How do I get my containerised azure function to scale down when not in use?

Samuel Bradshaw 30 Reputation points
2024-07-25T11:35:47.48+00:00

Hi,

I have a containerised function app that is failing to scale down when not in use, resulting in much higher than expected costs.

The scale rule settings for the container app are set to have min replicas as 0, and max replicas as 2: Screenshot 2024-07-25 at 12.01.18

However, it seems that the number of replicas is stuck at my maximum replica count of 2: Screenshot 2024-07-25 at 12.02.55

The app is triggered by a queue and I have only 1 scale rule which is the following:
Screenshot 2024-07-25 at 12.03.25

My understanding is that it should scale up to 2 replicas when the queue gets to 5 messages, but it should by default scale back down to 0 replicas when it has finished processing the messages. See the scaling behavior section here https://learn.microsoft.com/en-us/azure/container-apps/scale-app?pivots=azure-resource-manager#scale-behavior.
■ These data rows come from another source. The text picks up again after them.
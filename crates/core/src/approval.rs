//! Approval threshold configuration and the auto-approval decision.
//!
//! Thresholds resolve in three tiers for a `(template, scene)` pair:
//! custom per-scene threshold, then the template's scene threshold, then the
//! global threshold. The decision itself follows a fixed precedence:
//!
//! | Step | Condition                                   | Outcome              |
//! |------|---------------------------------------------|----------------------|
//! | 1    | scene is in the forced manual review set    | manual               |
//! | 2    | auto-approval disabled for the template     | manual               |
//! | 3    | auto-approval cap already reached           | manual               |
//! | 4    | `score >= effective_threshold`              | approve, else manual |

use std::collections::{BTreeMap, BTreeSet};

use serde::{Deserialize, Serialize};
use uuid::Uuid;

use crate::error::CoreError;

// ---------------------------------------------------------------------------
// Defaults
// ---------------------------------------------------------------------------

pub const DEFAULT_GLOBAL_THRESHOLD: f64 = 0.85;
pub const DEFAULT_SCENE_THRESHOLD: f64 = 0.80;
pub const DEFAULT_QUALITY_THRESHOLD: f64 = 0.70;
pub const DEFAULT_MAX_AUTO_APPROVALS: u32 = 100;

/// Informational quality checks attached to a fresh configuration.
pub const DEFAULT_QUALITY_CHECKS: &[&str] = &[
    "Lighting Quality",
    "Audio Clarity",
    "Person Position",
    "Background Compliance",
    "Script Accuracy",
];

/// Reviewer id recorded on automatic approvals.
pub const SYSTEM_REVIEWER: &str = "system";

// ---------------------------------------------------------------------------
// ApprovalThreshold
// ---------------------------------------------------------------------------

/// Per-template approval policy, optionally scoped to a manager.
#[derive(Debug, Clone, PartialEq, Serialize, Deserialize)]
#[serde(rename_all = "camelCase", default)]
pub struct ApprovalThreshold {
    pub id: Option<Uuid>,
    pub template_id: String,
    pub manager_id: Option<String>,
    pub global_threshold: f64,
    /// Template-level default; `None` falls through to `global_threshold`.
    pub scene_threshold: Option<f64>,
    pub quality_threshold: f64,
    pub custom_scene_thresholds: BTreeMap<String, f64>,
    pub require_manual_review: BTreeSet<String>,
    pub auto_approval_enabled: bool,
    pub allow_manual_override: bool,
    pub max_auto_approvals: u32,
    pub required_quality_checks: Vec<String>,
}

impl Default for ApprovalThreshold {
    fn default() -> Self {
        Self {
            id: None,
            template_id: String::new(),
            manager_id: None,
            global_threshold: DEFAULT_GLOBAL_THRESHOLD,
            scene_threshold: Some(DEFAULT_SCENE_THRESHOLD),
            quality_threshold: DEFAULT_QUALITY_THRESHOLD,
            custom_scene_thresholds: BTreeMap::new(),
            require_manual_review: BTreeSet::new(),
            auto_approval_enabled: true,
            allow_manual_override: true,
            max_auto_approvals: DEFAULT_MAX_AUTO_APPROVALS,
            required_quality_checks: DEFAULT_QUALITY_CHECKS
                .iter()
                .map(|s| s.to_string())
                .collect(),
        }
    }
}

impl ApprovalThreshold {
    /// Materialise the documented defaults for a template with no stored policy.
    pub fn defaults_for(template_id: impl Into<String>) -> Self {
        Self {
            template_id: template_id.into(),
            ..Self::default()
        }
    }

    /// The cutoff that applies to `scene_id`.
    pub fn effective_threshold(&self, scene_id: &str) -> f64 {
        self.custom_scene_thresholds
            .get(scene_id)
            .copied()
            .or(self.scene_threshold)
            .unwrap_or(self.global_threshold)
    }

    /// Whether `scene_id` always goes to a human, regardless of score.
    pub fn requires_manual_review(&self, scene_id: &str) -> bool {
        self.require_manual_review.contains(scene_id)
    }

    /// Check ranges and required fields before persisting.
    pub fn validate(&self) -> Result<(), CoreError> {
        if self.template_id.trim().is_empty() {
            return Err(CoreError::Validation("Template ID is required".to_string()));
        }
        validate_unit_range(self.global_threshold, "Global threshold")?;
        if let Some(scene) = self.scene_threshold {
            validate_unit_range(scene, "Scene threshold")?;
        }
        validate_unit_range(self.quality_threshold, "Quality threshold")?;
        for (scene_id, value) in &self.custom_scene_thresholds {
            validate_unit_range(*value, &format!("Scene threshold for {scene_id}"))?;
        }
        Ok(())
    }
}

/// Validate that a value falls within `[0.0, 1.0]`.
pub fn validate_unit_range(value: f64, name: &str) -> Result<(), CoreError> {
    if !value.is_finite() || !(0.0..=1.0).contains(&value) {
        return Err(CoreError::Validation(format!(
            "{name} must be between 0.0 and 1.0, got {value}"
        )));
    }
    Ok(())
}

// ---------------------------------------------------------------------------
// Decision
// ---------------------------------------------------------------------------

/// Why a submission was left for a human.
#[derive(Debug, Clone, Copy, PartialEq, Serialize, Deserialize)]
#[serde(tag = "reason", rename_all = "snake_case")]
pub enum ManualReason {
    ForcedReview,
    AutoApprovalDisabled,
    AutoApprovalCapReached { max_auto_approvals: u32 },
    BelowThreshold { score: f64, threshold: f64 },
    /// A store needed for the decision could not be read, so the score was
    /// never checked against a trusted policy.
    StoreUnavailable,
}

/// Outcome of the approval precedence chain.
#[derive(Debug, Clone, Copy, PartialEq, Serialize, Deserialize)]
#[serde(tag = "outcome", rename_all = "snake_case")]
pub enum ApprovalDecision {
    AutoApprove { score: f64, threshold: f64 },
    Manual(ManualReason),
}

impl ApprovalDecision {
    pub fn is_auto_approve(&self) -> bool {
        matches!(self, Self::AutoApprove { .. })
    }
}

/// Run the precedence chain for one scene.
///
/// `auto_approvals_used` is the template's current counter value. An
/// `AutoApprove` here is provisional: the caller must still claim a slot
/// atomically and downgrade to [`ManualReason::AutoApprovalCapReached`] if
/// the claim fails.
pub fn decide(
    config: &ApprovalThreshold,
    scene_id: &str,
    score: f64,
    auto_approvals_used: u32,
) -> ApprovalDecision {
    if config.requires_manual_review(scene_id) {
        return ApprovalDecision::Manual(ManualReason::ForcedReview);
    }
    if !config.auto_approval_enabled {
        return ApprovalDecision::Manual(ManualReason::AutoApprovalDisabled);
    }
    if auto_approvals_used >= config.max_auto_approvals {
        return ApprovalDecision::Manual(ManualReason::AutoApprovalCapReached {
            max_auto_approvals: config.max_auto_approvals,
        });
    }

    let threshold = config.effective_threshold(scene_id);
    if score >= threshold {
        ApprovalDecision::AutoApprove { score, threshold }
    } else {
        ApprovalDecision::Manual(ManualReason::BelowThreshold { score, threshold })
    }
}

// ---------------------------------------------------------------------------
// Analytics
// ---------------------------------------------------------------------------

/// Summary of a manager's threshold configurations.
#[derive(Debug, Clone, PartialEq, Serialize)]
#[serde(rename_all = "camelCase")]
pub struct ThresholdAnalytics {
    pub total_templates: usize,
    pub auto_approval_enabled: usize,
    pub average_global_threshold: f64,
    pub average_scene_threshold: f64,
    pub threshold_distribution: BTreeMap<&'static str, usize>,
    pub templates_with_manual_review: usize,
}

/// Bucket label for a global threshold.
pub fn threshold_range(threshold: f64) -> &'static str {
    if threshold < 0.6 {
        "low"
    } else if threshold < 0.75 {
        "medium"
    } else if threshold < 0.9 {
        "high"
    } else {
        "very_high"
    }
}

pub fn compute_analytics(thresholds: &[ApprovalThreshold]) -> ThresholdAnalytics {
    let average = |values: Vec<f64>, default: f64| {
        if values.is_empty() {
            default
        } else {
            values.iter().sum::<f64>() / values.len() as f64
        }
    };

    let mut threshold_distribution = BTreeMap::new();
    for t in thresholds {
        *threshold_distribution
            .entry(threshold_range(t.global_threshold))
            .or_insert(0) += 1;
    }

    ThresholdAnalytics {
        total_templates: thresholds.len(),
        auto_approval_enabled: thresholds.iter().filter(|t| t.auto_approval_enabled).count(),
        average_global_threshold: average(
            thresholds.iter().map(|t| t.global_threshold).collect(),
            DEFAULT_GLOBAL_THRESHOLD,
        ),
        average_scene_threshold: average(
            thresholds.iter().filter_map(|t| t.scene_threshold).collect(),
            DEFAULT_SCENE_THRESHOLD,
        ),
        threshold_distribution,
        templates_with_manual_review: thresholds
            .iter()
            .filter(|t| !t.require_manual_review.is_empty())
            .count(),
    }
}

// ---------------------------------------------------------------------------
// Tests
// ---------------------------------------------------------------------------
What do I need to do to make sure my container app scales down to 0 replicas when it is not being used? It is not clear from the docs how I can configure this.

My app is deployed using an ARM template that defines a managed container environment, a storage account containing a queue, and a function app (the container app resource in Azure is created automatically by this deployment). If It is helpful I can include the relevant parts of the ARM template below.

Azure Functions
Azure Functions
An Azure service that provides an event-driven serverless compute platform.
4,674 questions
Azure Container Apps
Azure Container Apps
An Azure service that provides a general-purpose, serverless container platform.
346 questions
{count} votes

1 answer

Sort by: Most helpful
  1. Samuel Bradshaw 30 Reputation points
    2024-07-26T11:27:52.56+00:00

    I think I have resolved the issue. The issue was related to the way that poison messages were handled.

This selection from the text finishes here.